Kazimierz Kardaszewicz

Kazimierz Kardaszewicz was born in Warsaw. Before his own personal wartime story began, he worked as a graphic designer. In 1943, aged 30, he was arrested by the Gestapo for collaborating with a Polish resistance organisation. In August of that year, he was deported to Auschwitz concentration camp. There, he was given prisoner number 139010, which was tattooed on his left arm. It would remain a lifelong reminder of his imprisonment. Like Kielar and Stróżyk, Kardaszewicz’s journey took him first to Sachsenhausen concentration camp and from there to the satellite camp in Barkhausen, Porta Westfalica, where he was made to work underground.
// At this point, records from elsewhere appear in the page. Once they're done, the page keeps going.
//! Conversion between sticker strings and cubie states.
//!
//! A facelet string has 54 characters, nine per face, with the faces in
//! U, R, F, D, L, B order and each face read row by row as seen when looking
//! straight at it. Stickers are named by the face whose center they match.
//!
//! ```text
//!              |************|
//!              |*U1**U2**U3*|
//!              |*U4**U5**U6*|
//!              |*U7**U8**U9*|
//! |************|************|************|************|
//! |*L1**L2**L3*|*F1**F2**F3*|*R1**R2**R3*|*B1**B2**B3*|
//! |*L4**L5**L6*|*F4**F5**F6*|*R4**R5**R6*|*B4**B5**B6*|
//! |*L7**L8**L9*|*F7**F8**F9*|*R7**R8**R9*|*B7**B8**B9*|
//! |************|************|************|************|
//!              |*D1**D2**D3*|
//!              |*D4**D5**D6*|
//!              |*D7**D8**D9*|
//! ```

use crate::{
    cubie::{CubieState, N_CORNERS, N_EDGES},
    error::ValidationError,
    moves::Face,
};

pub const N_FACELETS: usize = 54;

const fn facelet(face: Face, n: usize) -> usize {
    face as usize * 9 + n - 1
}

use Face::{B, D, F, L, R, U};

/// The stickers of each corner position, starting with the U or D sticker
/// and going clockwise.
const CORNER_FACELETS: [[usize; 3]; N_CORNERS] = [
    [facelet(U, 9), facelet(R, 1), facelet(F, 3)],
    [facelet(U, 7), facelet(F, 1), facelet(L, 3)],
    [facelet(U, 1), facelet(L, 1), facelet(B, 3)],
    [facelet(U, 3), facelet(B, 1), facelet(R, 3)],
    [facelet(D, 3), facelet(F, 9), facelet(R, 7)],
    [facelet(D, 1), facelet(L, 9), facelet(F, 7)],
    [facelet(D, 7), facelet(B, 9), facelet(L, 7)],
    [facelet(D, 9), facelet(R, 9), facelet(B, 7)],
];

const EDGE_FACELETS: [[usize; 2]; N_EDGES] = [
    [facelet(U, 6), facelet(R, 2)],
    [facelet(U, 8), facelet(F, 2)],
    [facelet(U, 4), facelet(L, 2)],
    [facelet(U, 2), facelet(B, 2)],
    [facelet(D, 6), facelet(R, 8)],
    [facelet(D, 2), facelet(F, 8)],
    [facelet(D, 4), facelet(L, 8)],
    [facelet(D, 8), facelet(B, 8)],
    [facelet(F, 6), facelet(R, 4)],
    [facelet(F, 4), facelet(L, 6)],
    [facelet(B, 6), facelet(L, 4)],
    [facelet(B, 4), facelet(R, 6)],
];

const CORNER_COLORS: [[Face; 3]; N_CORNERS] = [
    [U, R, F],
    [U, F, L],
    [U, L, B],
    [U, B, R],
    [D, F, R],
    [D, L, F],
    [D, B, L],
    [D, R, B],
];

const EDGE_COLORS: [[Face; 2]; N_EDGES] = [
    [U, R],
    [U, F],
    [U, L],
    [U, B],
    [D, R],
    [D, F],
    [D, L],
    [D, B],
    [F, R],
    [F, L],
    [B, L],
    [B, R],
];

/// Marks a position whose stickers match no piece.
const NO_PIECE: u8 = u8::MAX;

/// Parse a facelet string into a cubie state and check that the state is
/// reachable from solved.
///
/// # Errors
///
/// Returns the first of the six `ValidationError` kinds that applies, in
/// the order color counts, edges, flip, corners, twist, parity.
pub fn from_facelets(facelets: &str) -> Result<CubieState, ValidationError> {
    let stickers = parse_stickers(facelets)?;
    let state = cubies_from_stickers(&stickers);
    verify(&state)?;
    Ok(state)
}

fn parse_stickers(facelets: &str) -> Result<[Face; N_FACELETS], ValidationError> {
    let mut stickers = [U; N_FACELETS];
    let mut counts = [0usize; 6];
    let mut len = 0;

    for (i, letter) in facelets.chars().enumerate() {
        if i >= N_FACELETS {
            return Err(ValidationError::FaceletCount);
        }
        let face = Face::from_letter(letter).ok_or(ValidationError::FaceletCount)?;
        stickers[i] = face;
        counts[face as usize] += 1;
        len += 1;
    }

    if len != N_FACELETS || counts.iter().any(|&count| count != 9) {
        return Err(ValidationError::FaceletCount);
    }
    Ok(stickers)
}

fn cubies_from_stickers(stickers: &[Face; N_FACELETS]) -> CubieState {
    let mut state = CubieState {
        cp: [NO_PIECE; N_CORNERS],
        co: [0; N_CORNERS],
        ep: [NO_PIECE; N_EDGES],
        eo: [0; N_EDGES],
    };

    for (i, corner_facelets) in CORNER_FACELETS.iter().enumerate() {
        // The twist is how far the U/D sticker sits from the reference slot
        let Some(ori) = (0..3).find(|&ori| matches!(stickers[corner_facelets[ori]], U | D))
        else {
            continue;
        };
        let col0 = stickers[corner_facelets[ori]];
        let col1 = stickers[corner_facelets[(ori + 1) % 3]];
        let col2 = stickers[corner_facelets[(ori + 2) % 3]];
        // All three stickers must match, so a U/D swap leaves the corner missing
        if let Some(j) = CORNER_COLORS
            .iter()
            .position(|colors| *colors == [col0, col1, col2])
        {
            state.cp[i] = j as u8;
            state.co[i] = ori as u8;
        }
    }

    for (i, [a, b]) in EDGE_FACELETS.iter().copied().enumerate() {
        for (j, [c0, c1]) in EDGE_COLORS.iter().copied().enumerate() {
            if stickers[a] == c0 && stickers[b] == c1 {
                state.ep[i] = j as u8;
                state.eo[i] = 0;
                break;
            }
            if stickers[a] == c1 && stickers[b] == c0 {
                state.ep[i] = j as u8;
                state.eo[i] = 1;
                break;
            }
        }
    }

    state
}

/// Check the invariants of a legal cube: every piece exactly once, edge flips
/// summing to zero mod 2, corner twists summing to zero mod 3 and equal
/// permutation parities.
///
/// # Errors
///
/// The first violated invariant.
pub fn verify(state: &CubieState) -> Result<(), ValidationError> {
    let mut edge_count = [0u8; N_EDGES];
    for &piece in &state.ep {
        if let Some(count) = edge_count.get_mut(piece as usize) {
            *count += 1;
        }
    }
    if edge_count.iter().any(|&count| count != 1) {
        return Err(ValidationError::MissingEdge);
    }
    if state.eo.iter().map(|&o| u32::from(o)).sum::<u32>() % 2 != 0 {
        return Err(ValidationError::EdgeFlip);
    }

    let mut corner_count = [0u8; N_CORNERS];
    for &piece in &state.cp {
        if let Some(count) = corner_count.get_mut(piece as usize) {
            *count += 1;
        }
    }
    if corner_count.iter().any(|&count| count != 1) {
        return Err(ValidationError::MissingCorner);
    }
    if state.co.iter().map(|&o| u32::from(o)).sum::<u32>() % 3 != 0 {
        return Err(ValidationError::CornerTwist);
    }

    if state.edge_parity() != state.corner_parity() {
        return Err(ValidationError::Parity);
    }
    Ok(())
}

/// Render a cubie state as a facelet string.
#[must_use]
pub fn to_facelets(state: &CubieState) -> String {
    let mut stickers = [U; N_FACELETS];
    for face in Face::ALL {
        stickers[facelet(face, 5)] = face;
    }

    for (i, corner_facelets) in CORNER_FACELETS.iter().enumerate() {
        let piece = state.cp[i] as usize;
        let ori = state.co[i] as usize;
        for n in 0..3 {
            stickers[corner_facelets[(n + ori) % 3]] = CORNER_COLORS[piece][n];
        }
    }

    for (i, edge_facelets) in EDGE_FACELETS.iter().enumerate() {
        let piece = state.ep[i] as usize;
        let ori = state.eo[i] as usize;
        for n in 0..2 {
            stickers[edge_facelets[(n + ori) % 2]] = EDGE_COLORS[piece][n];
        }
    }

    stickers.iter().map(|face| face.letter()).collect()
}

#[cfg(test)]
mod tests {
    use super::*;
    use crate::moves::MoveSequence;

    const SOLVED: &str = "UUUUUUUUURRRRRRRRRFFFFFFFFFDDDDDDDDDLLLLLLLLLBBBBBBBBB";

    #[test]
    fn test_solved_round_trip() {
        assert_eq!(to_facelets(&CubieState::SOLVED), SOLVED);
        assert!(from_facelets(SOLVED).unwrap().is_solved());
    }

    #[test]
    fn test_single_u_turn() {
        let state = CubieState::SOLVED.apply("U".parse().unwrap());
        assert_eq!(
            to_facelets(&state),
            "UUUUUUUUUBBBRRRRRRRRRFFFFFFDDDDDDDDDFFFLLLLLLLLLBBBBBB"
        );
    }

    #[test]
    fn test_wrong_length_and_counts() {
        assert_eq!(from_facelets(""), Err(ValidationError::FaceletCount));
        assert_eq!(
            from_facelets(&SOLVED[..53]),
            Err(ValidationError::FaceletCount)
        );
        assert_eq!(
            from_facelets(&format!("{SOLVED}U")),
            Err(ValidationError::FaceletCount)
        );
        let mut lopsided = SOLVED.to_owned();
        lopsided.replace_range(0..1, "R");
        assert_eq!(from_facelets(&lopsided), Err(ValidationError::FaceletCount));
        let mut foreign = SOLVED.to_owned();
        foreign.replace_range(0..1, "x");
        assert_eq!(from_facelets(&foreign), Err(ValidationError::FaceletCount));
    }

    fn swap_stickers(facelets: &str, a: usize, b: usize) -> String {
        let mut chars: Vec<char> = facelets.chars().collect();
        chars.swap(a, b);
        chars.into_iter().collect()
    }

    #[test]
    fn test_flipped_edge() {
        let [a, b] = EDGE_FACELETS[0];
        let flipped = swap_stickers(SOLVED, a, b);
        assert_eq!(from_facelets(&flipped), Err(ValidationError::EdgeFlip));
    }

    #[test]
    fn test_twisted_corner() {
        let [a, b, c] = CORNER_FACELETS[0];
        let mut chars: Vec<char> = SOLVED.chars().collect();
        let (x, y, z) = (chars[a], chars[b], chars[c]);
        chars[a] = z;
        chars[b] = x;
        chars[c] = y;
        let twisted: String = chars.into_iter().collect();
        assert_eq!(from_facelets(&twisted), Err(ValidationError::CornerTwist));
    }

    #[test]
    fn test_swapped_edges_is_parity_error() {
        // Exchange the UR and UF edges sticker for sticker
        let [ur_u, ur_r] = EDGE_FACELETS[0];
        let [uf_u, uf_f] = EDGE_FACELETS[1];
        let swapped = swap_stickers(&swap_stickers(SOLVED, ur_u, uf_u), ur_r, uf_f);
        assert_eq!(from_facelets(&swapped), Err(ValidationError::Parity));

        let scrambled = to_facelets(
            &CubieState::SOLVED.apply_all(&"R U F' D2 L B'".parse::<MoveSequence>().unwrap()),
        );
        let [a, b] = EDGE_FACELETS[4];
        let [c, d] = EDGE_FACELETS[7];
        let mut chars: Vec<char> = scrambled.chars().collect();
        chars.swap(a, c);
        chars.swap(b, d);
        let swapped: String = chars.into_iter().collect();
        assert_eq!(from_facelets(&swapped), Err(ValidationError::Parity));
    }

    #[test]
    fn test_duplicated_edge() {
        // Overwrite the UF edge with a second copy of UR, then turn the DR
        // edge into a second DF so that every color still appears nine times
        let [ur_u, ur_r] = EDGE_FACELETS[0];
        let [uf_u, uf_f] = EDGE_FACELETS[1];
        let [_, dr_r] = EDGE_FACELETS[4];
        let mut chars: Vec<char> = SOLVED.chars().collect();
        chars[uf_u] = chars[ur_u];
        chars[uf_f] = chars[ur_r];
        chars[dr_r] = 'F';
        let duplicated: String = chars.into_iter().collect();
        assert_eq!(from_facelets(&duplicated), Err(ValidationError::MissingEdge));
    }

    #[test]
    fn test_duplicated_corner() {
        let [urf_u, urf_r, urf_f] = CORNER_FACELETS[0];
        let [ufl_u, ufl_f, ufl_l] = CORNER_FACELETS[1];
        let mut chars: Vec<char> = SOLVED.chars().collect();
        // UFL becomes a second URF (U, F, R clockwise from its U sticker)
        chars[ufl_u] = chars[urf_u];
        chars[ufl_f] = chars[urf_r];
        chars[ufl_l] = chars[urf_f];
        // Keep nine of each color by turning the UBR corner into a second DBL
        let [_, _, ubr_r] = CORNER_FACELETS[3];
        chars[ubr_r] = 'L';
        let duplicated: String = chars.into_iter().collect();
        assert_eq!(
            from_facelets(&duplicated),
            Err(ValidationError::MissingCorner)
        );
    }

    #[test]
    fn test_corner_with_u_and_d_swapped_is_rejected() {
        let swapped = swap_stickers(SOLVED, facelet(U, 1), facelet(D, 1));
        assert_eq!(
            from_facelets(&swapped),
            Err(ValidationError::MissingCorner)
        );
    }
}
At the end of 1971, he wrote a letter to Hermann Frohwitter, the mayor of Hausberge at the time, with an unusual request: Kardaszewicz, now aged 62, wanted to return to the place where he was interned in a satellite concentration camp and deployed as a forced labourer.[60]

In his letter, he wrote: “I still remember the beautiful Porta Westfalica, and would like to see it through the eyes of a tourist”[61]. The local community council immediately invited Kardaszewicz to Hausberge, and after overcoming various administrative obstacles, he finally received permission to travel from the Polish Interior Ministry. In the spring of 1972, he arrived at Porta Westfalica for the second time in his life – this time voluntarily as a tourist. The high point of the trip was a meeting with Marianne Daldrup, the woman who as a young girl secretly slipped him food during his incarceration.[62] For Kardaszewicz, this marked the closure of the chapter of his life spent in Porta Westfalica, nearly 30 years after he was imprisoned there.

 

[60] See Lüdde, Wolfgang.

[61] Kardaszewicz, Kazimierz 1971, quoted from: Lüdde, Wolfgang.

[62] See Lüdde, Wolfgang.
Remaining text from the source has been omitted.